FM : Ne perdons pas de vue que l’ESA possède des poids lourds : Ariane-6 et Véga-C. Ariane 6 est un lanceur de moyenne/forte puissance (5 à 11,5 tonnes en orbite de transfert géostationnaire) qui remplacera la fusée Ariane-5 à compter de 2022. Véga-C sera un lanceur léger quant à lui, pour des mises en orbites polaires. Mais, encore une fois, les entreprises privées sont bien en avance. Les fusées de l’ESA coûtent cher à fabriquer et ses parts de marché sont menacées à moyen terme à la fois par l’évolution du marché des satellites et par l’arrivée de concurrents : SpaceX et Longue Marche par exemple. Quoiqu’il en soit, il va falloir partager l’espace. Pour l’heure, tous les tirs se feront depuis la Terre. La création d’un port spatial de lancement, récupération et traitement des fusées et vaisseaux demande d’abord de maîtriser l’économie et les ressources spatiales. Pour cela, il nous faudra d’abord miner la Lune, probablement Mars et peut être quelques mornes cailloux de l’espace, riches en fer et en autres métaux.
JPP : Les Chinois ont lancé en 2020 la fusée « Longue Marche » qui a embarqué l’engin spatial Tianwen-1, un robot qu’ils doivent poser sur Mars eux aussi cette année. Ils ont aussi annoncé mettre en orbite d’une station spatiale à eux qui aura le nom ravissant et bien chinois de « Palais Céleste ».
FM : La Chine possède une volonté spatiale très agressive. L’argent qui est investi dans le spatial est colossal et les moyens humains sont innombrables. Oui, la Chine est l’un des acteurs avec lesquels il va falloir compter dans le futur proche. Ce qui va encore plus complexifier les relations et le partage de l’espace.
JPP : Revenons aux stations spatiales en orbite. Pensez-vous que l’humanité n’habitera plus un jour sur notre Terre dévastée mais dans d’immenses stations spatiales gravitant à divers étages en orbite autour de notre planète ? Ou bien est-ce de la science-fiction ?

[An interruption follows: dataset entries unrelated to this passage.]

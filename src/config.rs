//! Recognized configuration options (spec.md §6) and their validation.
//!
//! Compare this to the per-call telemetry sinks in `telemetry.rs`, which
//! determine what gets *observed*, not what compositions/contigs are
//! generated — same split as monument's `Config` (how fast/how much is
//! logged) vs `Query` (what is generated).

use crate::error::ConfigurationFailure;

/// Configuration parameters for the caller. None of these change the
/// identity of emitted contigs' evidence content, but they do change
/// timing (flush pressure) and the anchor/quality presentation.
#[derive(Debug, Clone)]
pub struct Config {
    /// k-mer length; governs overlap and quality derivation.
    pub k: u8,
    /// Identifier attached to emitted contigs.
    pub reference_index: u32,
    /// Worst-case support reach, used for flush safety.
    pub max_evidence_support_interval_width: i64,
    /// Floor on anchor extension length.
    pub max_anchor_length: i64,
    /// Multiplied by `fragment_size` to get the misassembly length threshold.
    pub max_expected_breakend_length_multiple: f64,
    /// Multiplied by `fragment_size` to get the retain-width force-flush bound.
    pub retain_width_multiple: f64,
    /// Multiplied by `fragment_size` to get the flush-width force-flush bound.
    pub flush_width_multiple: f64,
    /// Minimum anchor bases.
    pub anchor_length: i64,
    /// Enable/disable ongoing misassembly pruning during assembly.
    pub remove_misassembled_partial_contigs_during_assembly: bool,
    /// The unit scaled by the `*_multiple` options above.
    pub fragment_size: i64,
    /// Upper bound on derived per-base quality values.
    pub max_qual: u8,
    /// Enable the `MemoContigCaller` memoization self-check (debug-only;
    /// expensive, off by default).
    pub self_check: bool,
}

impl Default for Config {
    fn default() -> Self {
        Self {
            k: 25,
            reference_index: 0,
            max_evidence_support_interval_width: 1000,
            max_anchor_length: 150,
            max_expected_breakend_length_multiple: 8.0,
            retain_width_multiple: 4.0,
            flush_width_multiple: 2.0,
            anchor_length: 100,
            remove_misassembled_partial_contigs_during_assembly: true,
            fragment_size: 300,
            max_qual: 40,
            self_check: false,
        }
    }
}

impl Config {
    /// Validate that required options are present and well-formed. Run at
    /// construction time (`Assembler::new`) so malformed configuration is
    /// a `ConfigurationFailure` before any input is consumed (spec.md §7).
    pub fn validate(&self) -> Result<(), ConfigurationFailure> {
        if self.k == 0 {
            return Err(ConfigurationFailure::ZeroK);
        }
        if self.anchor_length <= 0 {
            return Err(ConfigurationFailure::NonPositiveAnchorLength);
        }
        if self.max_anchor_length < self.anchor_length {
            return Err(ConfigurationFailure::MaxAnchorLengthBelowAnchorLength);
        }
        if self.fragment_size <= 0 {
            return Err(ConfigurationFailure::NonPositiveFragmentSize);
        }
        if self.retain_width_multiple <= 0.0 {
            return Err(ConfigurationFailure::NonPositiveRetainWidthMultiple);
        }
        if self.flush_width_multiple <= 0.0 {
            return Err(ConfigurationFailure::NonPositiveFlushWidthMultiple);
        }
        if self.max_evidence_support_interval_width < 0 {
            return Err(ConfigurationFailure::NegativeSupportIntervalWidth);
        }
        if self.max_expected_breakend_length_multiple <= 0.0 {
            return Err(ConfigurationFailure::NonPositiveBreakendLengthMultiple);
        }
        Ok(())
    }

    pub fn retain_width(&self) -> i64 {
        (self.retain_width_multiple * self.fragment_size as f64) as i64
    }

    pub fn flush_width(&self) -> i64 {
        (self.flush_width_multiple * self.fragment_size as f64) as i64
    }

    pub fn max_expected_breakend_length(&self) -> i64 {
        (self.max_expected_breakend_length_multiple * self.fragment_size as f64) as i64
    }
}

FM : C’est une question complexe, car elle reste du domaine du futurisme. Mais de mon point de vue, oui, il va falloir s’extirper de la vieille Terre. La Terre est le berceau de l’Humanité, mais personne n’est sensé mourir dans son berceau. SI nous voulons progresser en tant qu’espèce, il faut nous étendre et nous développer. Les limites du globe sont petites, l’espace est infini. Il y a fort à parier que le développement de l’Humanité sur la Lune, Mars et divers corps célestes devienne nécessaire dans le futur, ne serait-ce que pour pallier à la surpopulation et à surconsommation des ressources. Il faut développer une politique verte, oui, mais devant une Humanité toujours grandissante, cela ne suffira pas longtemps. Les deux doivent aller main dans la main.
JPP : Sans doute faudra-t-il à l’avenir construire les stations spatiales et les grands vaisseaux interplanétaires dans l’espace ou bien sur la lune où tout est beaucoup plus léger. La Lune pourrait-elle servir de station Intermédiaire ?
FM : C’est même l’unique moyen de faire. Il nous faut un port spatial, de faible gravité, proche et assez large pour développer l’économie spatiale. La Lune, avec ses richesses en métaux et en gaz, est idéale. De très nombreux projets de développement d’habitats spatiaux, par l’ESA, la NASA ou des compagnies privées, existent depuis des décennies. S’implanter est complexe car il faut monter dans l’espace beaucoup de matériel. Puis il faut faire avec les conditions rugueuses du sol lunaire, les fameux régolites. Cette poudre hyper fine n’est pas bonne pour les fondations. Mais des solutions émergent, comme le chauffage du régolite pour former une dalle solide, compacte et durable.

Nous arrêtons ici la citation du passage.